Available records:

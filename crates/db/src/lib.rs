//! Persistence layer: connection pool, migrations, row models and repositories.

pub mod error;
pub mod models;
pub mod repositories;

use sqlx::postgres::PgPoolOptions;

pub type DbPool = sqlx::PgPool;

/// Create a connection pool from a database URL.
pub async fn create_pool(database_url: &str) -> Result<DbPool, sqlx::Error> {
    PgPoolOptions::new()
        .max_connections(20)
        .connect(database_url)
        .await
}

/// Run a trivial query to confirm the database is reachable.
pub async fn health_check(pool: &DbPool) -> Result<(), sqlx::Error> {
    sqlx::query_scalar::<_, i32>("SELECT 1")
        .fetch_one(pool)
        .await?;
    Ok(())
}

/// Apply all pending migrations embedded from `crates/db/migrations`.
pub async fn run_migrations(pool: &DbPool) -> Result<(), sqlx::migrate::MigrateError> {
    sqlx::migrate!("./migrations").run(pool).await
}
//! Handlers for the `/offers` resource: employers reserving CVs.
//!
//! Who may do what is decided by `placement_core::access`; the repository
//! re-checks offer and CV state under row locks inside one transaction.

use axum::extract::{Path, Query, State};
use axum::http::StatusCode;
use axum::response::Response;
use axum::Json;
use chrono::Utc;
use placement_core::access::{authorize_create, Action, Resource};
use placement_core::offer::expiry_from;
use placement_core::pagination::Page;
use placement_core::types::DbId;
use placement_db::models::offer::{CreateOffer, Offer, OfferListQuery, RespondNote};
use placement_db::models::process::CvProcess;
use placement_db::repositories::{BaseRepo, OfferRepo};
use serde::Serialize;
use validator::Validate;

use crate::context::RequestContext;
use crate::error::AppResult;
use crate::handlers::cvs::note_from;
use crate::middleware::auth::AuthUser;
use crate::response::DataResponse;
use crate::state::AppState;

/// Payload of a successful acceptance.
#[derive(Debug, Serialize)]
pub struct AcceptedOffer {
    pub offer: Offer,
    pub process: CvProcess,
}

/// POST /api/v1/offers
///
/// Reserve request on an available CV. Expires after the configured number
/// of hours. Returns 201.
pub async fn create_offer(
    mut ctx: RequestContext,
    State(state): State<AppState>,
    Json(input): Json<CreateOffer>,
) -> AppResult<Response> {
    authorize_create(&ctx.actor, Resource::Offer)?;
    input.validate()?;

    // A lapsed pending offer must not block a fresh one on the same CV.
    expire_lapsed(&state).await?;

    let expires_at = expiry_from(Utc::now(), state.config.offer_expiry_hours);
    let created = OfferRepo::create(&state.pool, ctx.user_id(), &input, expires_at).await?;
    tracing::info!(
        offer_id = created.id,
        cv_id = created.cv_id,
        employer_id = created.employer_id,
        %expires_at,
        "Offer created",
    );

    ctx.set_response(StatusCode::CREATED, "Offer sent");
    Ok(ctx.respond(created))
}

/// GET /api/v1/offers
///
/// Offers the caller made or received on their CVs. Admins see all.
pub async fn list_offers(
    auth: AuthUser,
    State(state): State<AppState>,
    Query(query): Query<OfferListQuery>,
) -> AppResult<Json<DataResponse<Page<Offer>>>> {
    expire_lapsed(&state).await?;
    let page = OfferRepo::list(&state.pool, &auth.actor(), &query).await?;
    Ok(Json(DataResponse { data: page }))
}

/// GET /api/v1/offers/{id}
pub async fn get_offer(
    auth: AuthUser,
    State(state): State<AppState>,
    Path(id): Path<DbId>,
) -> AppResult<Json<DataResponse<Offer>>> {
    let offer =
        BaseRepo::<Offer>::find_authorized(&state.pool, &auth.actor(), Action::Read, id).await?;
    Ok(Json(DataResponse { data: offer }))
}

/// POST /api/v1/offers/{id}/accept
///
/// The CV owner accepts: the CV is reserved, competing offers are rejected
/// and the placement process opens. 409 if the offer expired meanwhile.
pub async fn accept_offer(
    mut ctx: RequestContext,
    State(state): State<AppState>,
    Path(id): Path<DbId>,
) -> AppResult<Response> {
    BaseRepo::<Offer>::find_authorized(&state.pool, &ctx.actor, Action::Respond, id).await?;
    let (offer, process) = OfferRepo::accept(&state.pool, id).await?;

    ctx.set_response(StatusCode::OK, "Offer accepted; CV reserved");
    Ok(ctx.respond(AcceptedOffer { offer, process }))
}

/// POST /api/v1/offers/{id}/reject
pub async fn reject_offer(
    mut ctx: RequestContext,
    State(state): State<AppState>,
    Path(id): Path<DbId>,
    body: Option<Json<RespondNote>>,
) -> AppResult<Response> {
    let note = note_from(body)?;
    BaseRepo::<Offer>::find_authorized(&state.pool, &ctx.actor, Action::Respond, id).await?;
    let offer = OfferRepo::reject(&state.pool, id, note.as_deref()).await?;
    tracing::info!(offer_id = id, user_id = ctx.user_id(), "Offer rejected");

    ctx.set_response(StatusCode::OK, "Offer rejected");
    Ok(ctx.respond(offer))
}

/// POST /api/v1/offers/{id}/cancel
///
/// The employer withdraws a pending offer, or an accepted one whose process
/// has not completed a step yet (the CV becomes available again).
pub async fn cancel_offer(
    mut ctx: RequestContext,
    State(state): State<AppState>,
    Path(id): Path<DbId>,
) -> AppResult<Response> {
    BaseRepo::<Offer>::find_authorized(&state.pool, &ctx.actor, Action::Delete, id).await?;
    let offer = OfferRepo::cancel(&state.pool, id).await?;
    tracing::info!(offer_id = id, user_id = ctx.user_id(), "Offer cancelled");

    ctx.set_response(StatusCode::OK, "Offer cancelled");
    Ok(ctx.respond(offer))
}

/// Flip pending offers past their deadline to `expired` before they are read.
pub(crate) async fn expire_lapsed(state: &AppState) -> AppResult<()> {
    let expired = OfferRepo::expire_stale(&state.pool).await?;
    if expired > 0 {
        tracing::debug!(count = expired, "Expired lapsed offers");
    }
    Ok(())
}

About this exercise:
Scan the listing for "cancelled" and copy out each line that has it.

Answer box:
    tracing::info!(offer_id = id, user_id = ctx.user_id(), "Offer cancelled");
    ctx.set_response(StatusCode::OK, "Offer cancelled");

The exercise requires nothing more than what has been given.